Nach tödlichen Schüssen: Taucher bergen weitere Waffenteile

Akribische Suche erfolgreich

Dänischenhagen/Kiel – Nach den tödlichen Schüssen auf eine Frau und zwei Männer in Dänischenhagen und Kiel haben Taucher weitere Waffenteile aus dem Nord-Ostsee-Kanal geborgen. „Bei zwei Teilen gehen wir mit an Sicherheit grenzender Wahrscheinlichkeit davon aus, dass sie zu der Waffe gehörten, die wir gesucht haben“, sagte eine Polizeisprecherin am Mittwoch.

Bei vier weiteren Funden müssten erst Untersuchungen abgewartet werden.

Ein 47-Jähriger steht im Verdacht, am 19. Mai seine von ihm getrennt lebende 43  Jahre alte Ehefrau und einen zehn Jahre älteren Mann in einem Haus in Dänischenhagen (Kreis Rendsburg-Eckernförde) sowie einen 52  Jahre alten Bekannten in Kiel getötet zu haben. Opfer und Täter sind Deutsche. Der Verdächtige hatte sich noch am Tag der Tat in Hamburg der Polizei gestellt und sitzt in Untersuchungshaft. Vor dem Haftrichter ließ er durch seinen Anwalt erklären, dass er die Taten nicht bestreite.

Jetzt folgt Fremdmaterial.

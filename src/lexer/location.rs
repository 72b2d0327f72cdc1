//! ソース上の位置情報

use serde::{Deserialize, Serialize};
use std::fmt;

/// トークンに付与される位置情報（1始まりの行・列）
///
/// 診断メッセージのためだけに使用され、構文解析の判断には影響しない。
#[derive(Debug, Clone, PartialEq, Eq, Hash, Serialize, Deserialize)]
pub struct Location {
    pub file_path: String,
    pub row: usize,
    pub column: usize,
}

impl Location {
    pub fn new(file_path: impl Into<String>, row: usize, column: usize) -> Self {
        Self {
            file_path: file_path.into(),
            row,
            column,
        }
    }

    /// 同じ行で `offset` 列だけ右にずらした位置を返す
    pub fn shifted(&self, offset: usize) -> Self {
        Self {
            file_path: self.file_path.clone(),
            row: self.row,
            column: self.column + offset,
        }
    }
}

impl fmt::Display for Location {
    fn fmt(&self, f: &mut fmt::Formatter<'_>) -> fmt::Result {
        write!(f, "{}:{}:{}", self.file_path, self.row, self.column)
    }
}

Zwei Tauchteams waren am Mittwoch nach einem Hinweis in Höhe der alten Levensauer Hochbrücke in Kiel im Einsatz. Dafür musste der Schiffsverkehr an der Stelle des Kanals vorübergehend eingestellt werden. Bereits am Freitag hatten Taucher im Hafen von Eckernförde und auch in der Kieler Förde vor Möltenort Waffenteile gefunden. Damit hat die Polizei insgesamt sechs Teile der gesuchten Waffe gefunden.

Laut Kieler Staatsanwaltschaft hatte ein Bekannter des Verdächtigen angegeben, diese für ihn versenkt zu haben und genaue Ortsangaben gemacht. „Es besteht aber kein Verdacht, dass er an den eigentlichen Taten beteiligt war“, sagte Oberstaatsanwalt Michael Bimler.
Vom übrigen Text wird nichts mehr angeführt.